As I was leaving for the office on a recent morning, I noticed two workmen-type individuals carefully walking across the front yard of my immediate neighbor. They seemed to be doing some measuring and placed small hot pink flags in the ground in a few places. Trying to look as if I were not watching, I attempted to figure out what was occurring. Soon, they walked through the gate into the neighbor’s back yard. I wondered if I should phone my neighbor but passed on the idea. The following day my neighbor and I were both in front simultaneously and I asked him about the flags. He explained, logically, that they were in the process of re-financing their house and correctly identifying the boundaries of the property was a necessary piece of information.

It reminded me of a time years ago when we were preparing to move from one house to another. Our oldest child was about eleven then and she asked what those men were doing with little flags in our yard. I explained that part of selling the house involved noting exactly where our yard ended and where our neighbor Bill’s yard began. As children do, she asked a perfectly reasonable and unanswerable question, “Why don’t you just look at where you stop mowing the grass and where Bill starts mowing? That’s where one yard ends and the other begins.”

This has made me consider how important property boundaries seem to be to us Americans. Maybe not just property boundaries, but all kinds of boundaries.
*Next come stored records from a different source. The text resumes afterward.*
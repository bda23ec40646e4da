// ── Generation-tagged reactive slot ──
//
// Holds one wholesale-replaced value plus the request generation that
// produced it. A fetch reserves a generation before it is sent; its
// response is applied only if no newer generation has landed meanwhile.

use std::sync::Arc;
use std::sync::atomic::{AtomicU64, Ordering};

use tokio::sync::watch;

/// A value together with the request generation that produced it.
///
/// Generation `0` is the empty value the slot starts with.
#[derive(Debug)]
pub struct Versioned<T> {
    pub generation: u64,
    pub data: Arc<T>,
}

impl<T> Clone for Versioned<T> {
    fn clone(&self) -> Self {
        Self {
            generation: self.generation,
            data: Arc::clone(&self.data),
        }
    }
}

pub(crate) struct Slot<T> {
    /// Last generation handed out by `reserve`.
    issued: AtomicU64,
    current: watch::Sender<Versioned<T>>,
}

impl<T: Send + Sync + 'static> Slot<T> {
    pub(crate) fn new(initial: T) -> Self {
        let (current, _) = watch::channel(Versioned {
            generation: 0,
            data: Arc::new(initial),
        });
        Self {
            issued: AtomicU64::new(0),
            current,
        }
    }

    /// Reserve the generation for a request about to be sent.
    pub(crate) fn reserve(&self) -> u64 {
        self.issued.fetch_add(1, Ordering::SeqCst) + 1
    }

    /// Replace the value if `generation` is newer than what is held.
    /// Returns `false` when the response was stale and got dropped.
    pub(crate) fn apply(&self, generation: u64, data: T) -> bool {
        self.current.send_if_modified(|current| {
            if generation <= current.generation {
                return false;
            }
            *current = Versioned {
                generation,
                data: Arc::new(data),
            };
            true
        })
    }

    pub(crate) fn snapshot(&self) -> Arc<T> {
        Arc::clone(&self.current.borrow().data)
    }

    pub(crate) fn subscribe(&self) -> watch::Receiver<Versioned<T>> {
        self.current.subscribe()
    }
}

#[cfg(test)]
mod tests {
    use super::*;

    #[test]
    fn newer_generation_replaces_value() {
        let slot = Slot::new(Vec::<u32>::new());
        let generation = slot.reserve();
        assert!(slot.apply(generation, vec![1, 2]));
        assert_eq!(*slot.snapshot(), vec![1, 2]);
        assert_eq!(slot.subscribe().borrow().generation, 1);
    }

    #[test]
    fn stale_response_is_dropped() {
        let slot = Slot::new(Vec::<u32>::new());
        let older = slot.reserve();
        let newer = slot.reserve();

        assert!(slot.apply(newer, vec![2]));
        assert!(!slot.apply(older, vec![1]));
        assert_eq!(*slot.snapshot(), vec![2]);
    }

    #[test]
    fn apply_notifies_subscribers_only_on_change() {
        let slot = Slot::new(0_u32);
        let mut rx = slot.subscribe();
        let older = slot.reserve();
        let newer = slot.reserve();

        slot.apply(newer, 7);
        assert!(rx.has_changed().unwrap_or(false));
        rx.borrow_and_update();

        slot.apply(older, 3);
        assert!(!rx.has_changed().unwrap_or(true));
    }
}
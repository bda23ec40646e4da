// inventario-core: Client controller and reactive state between inventario-api and the TUI.

pub mod config;
pub mod controller;
pub mod draft;
pub mod error;
pub mod notify;
pub mod store;
pub mod ui;
pub mod view;

// ── Primary re-exports ──────────────────────────────────────────────
pub use config::{ClientConfig, DEFAULT_API_URL};
pub use controller::{ConnectionState, Controller};
pub use draft::{FieldKind, FieldSpec, MovementDraft, ProductDraft};
pub use error::CoreError;
pub use notify::{Banner, BannerLevel, Banners};
pub use store::{DataStore, Versioned};
pub use ui::{Modal, Tab, UiState};

// Wire types consumers need alongside the controller.
pub use inventario_api::{Movement, MovementKind, NewMovement, NewProduct, Product, Statistics};
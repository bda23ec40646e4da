// ── Central reactive data store ──
//
// In-memory copies of products, movements and statistics. Each starts
// empty, is overwritten by every successful fetch and is broadcast to
// subscribers via `watch` channels.

use std::sync::Arc;

use chrono::{DateTime, Utc};
use inventario_api::{Movement, Product, Statistics};
use tokio::sync::watch;

use super::slot::{Slot, Versioned};

/// Central reactive store for the three backend resources.
pub struct DataStore {
    pub(crate) products: Slot<Vec<Product>>,
    pub(crate) movements: Slot<Vec<Movement>>,
    pub(crate) statistics: Slot<Statistics>,
    pub(crate) last_refresh: watch::Sender<Option<DateTime<Utc>>>,
}

impl Default for DataStore {
    fn default() -> Self {
        Self::new()
    }
}

impl DataStore {
    pub fn new() -> Self {
        let (last_refresh, _) = watch::channel(None);
        Self {
            products: Slot::new(Vec::new()),
            movements: Slot::new(Vec::new()),
            statistics: Slot::new(Statistics::default()),
            last_refresh,
        }
    }

    // ── Snapshot accessors ───────────────────────────────────────────

    pub fn products_snapshot(&self) -> Arc<Vec<Product>> {
        self.products.snapshot()
    }

    pub fn movements_snapshot(&self) -> Arc<Vec<Movement>> {
        self.movements.snapshot()
    }

    pub fn statistics_snapshot(&self) -> Arc<Statistics> {
        self.statistics.snapshot()
    }

    // ── Request tokens ───────────────────────────────────────────────

    pub(crate) fn reserve_products(&self) -> u64 {
        self.products.reserve()
    }

    pub(crate) fn reserve_movements(&self) -> u64 {
        self.movements.reserve()
    }

    pub(crate) fn reserve_statistics(&self) -> u64 {
        self.statistics.reserve()
    }

    // ── Mutations ────────────────────────────────────────────────────

    pub(crate) fn apply_products(&self, generation: u64, products: Vec<Product>) -> bool {
        self.touch(self.products.apply(generation, products))
    }

    pub(crate) fn apply_movements(&self, generation: u64, movements: Vec<Movement>) -> bool {
        self.touch(self.movements.apply(generation, movements))
    }

    pub(crate) fn apply_statistics(&self, generation: u64, statistics: Statistics) -> bool {
        self.touch(self.statistics.apply(generation, statistics))
    }

    fn touch(&self, applied: bool) -> bool {
        if applied {
            self.last_refresh.send_replace(Some(Utc::now()));
        }
        applied
    }

    // ── Subscriptions ────────────────────────────────────────────────

    pub fn subscribe_products(&self) -> watch::Receiver<Versioned<Vec<Product>>> {
        self.products.subscribe()
    }

    pub fn subscribe_movements(&self) -> watch::Receiver<Versioned<Vec<Movement>>> {
        self.movements.subscribe()
    }

    pub fn subscribe_statistics(&self) -> watch::Receiver<Versioned<Statistics>> {
        self.statistics.subscribe()
    }

    // ── Metadata ─────────────────────────────────────────────────────

    pub fn last_refresh(&self) -> Option<DateTime<Utc>> {
        *self.last_refresh.borrow()
    }
}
There seems to be a lot of energy and money spent by us as individuals and as a nation to identify and guard our boundaries. I can certainly see some value for at least some appropriate boundaries, but I am wondering if our emphasis on them undermines our sense of community, a clearly Christian concept. I am not sure if boundaries are all that big a deal to God, but community is.

Somewhat related to that “wondering,” I am listening carefully to the way language is used regarding the U.S. Constitution and the Bible. Or more specifically, the way language is used in the interpretation of those two documents. Frankly, I do not believe we are being honest enough about what is actually occurring. The punch line is that we are interpreting each but we do not readily admit that.

In the discussion about the appointment of a new Supreme Court Justice, she is being described as a “strict constructionist” or an “originalist.” This is certainly not my field of expertise, but my understanding is that this means the laws and Constitution should be interpreted based on what they were understood to mean when they were written. However, none of us was there when they were written, so I sense what could be a large gap with a 2020 interpretation of a document written over two centuries ago. As an example, consider the “right to bear arms” concept. Despite the fact that a twentieth century court has given its interpretation on the meaning, there is no assurance that that is what the original Constitution writers meant. What we have is simply a best sense of its meaning. It seems to me that we need to be clearer about what we are doing rather than just saying, “the Constitution says” and ignoring the assumptions we have made.

Much of the same language of positivity is used as we read the Bible. There are some of God’s people who are more “originalist” than others. Clearly, there is a spectrum of understandings and interpretations of scripture. You and I have a faith that is to a certain extent shaped by our traditions; some of those traditions may have a biblical basis, but others do not. I take the Bible seriously as a communication from God; I suspect you do too. We take our own experiences and thoughts of other thinkers and through the mysterious workings of the Holy Spirit integrate them with our reading of scripture to try to be functioning followers of God. This is a complicated task and, clearly, different followers of God come to some different conclusions even though they might all claim to be originalists. As much as we might wish it were so, we were not there when scripture appeared. I propose that honesty requires we admit our interpretations of scripture, as important as they are to us, are in fact interpretations. This will allow the religious community to stop playing “small ball” so much and focus better on God’s love and desires for the world.

Jim Nichols is a retired Abilene Christian University biology professor and current medical chaplain

One comment

  • Yes, Jim.

    As we struggle with world events, like the virus,
    We can’t help Asking hard questions and trying To set boundaries on God — it’s human.

    I’m still asking at age 82. Fortunately, my faith ,
    developed by watching you and others struggle with life, has been been robustly strengthened.

    As the king says in “The King and I “ , it’s a a“puzzlement .” I personally can deal with life’s puzzlements by returning to God’s promises to love and care for me—Otherwise, the path becomes too rocky.


    Forged over these years of trials and joys, honesty seems to be best policy when questions overwhelm me—honesty in prayers,
    in daily living, and in my communication with Others. One thing about faith and questions is
    That the questions never stop—life always has a way to tempt us.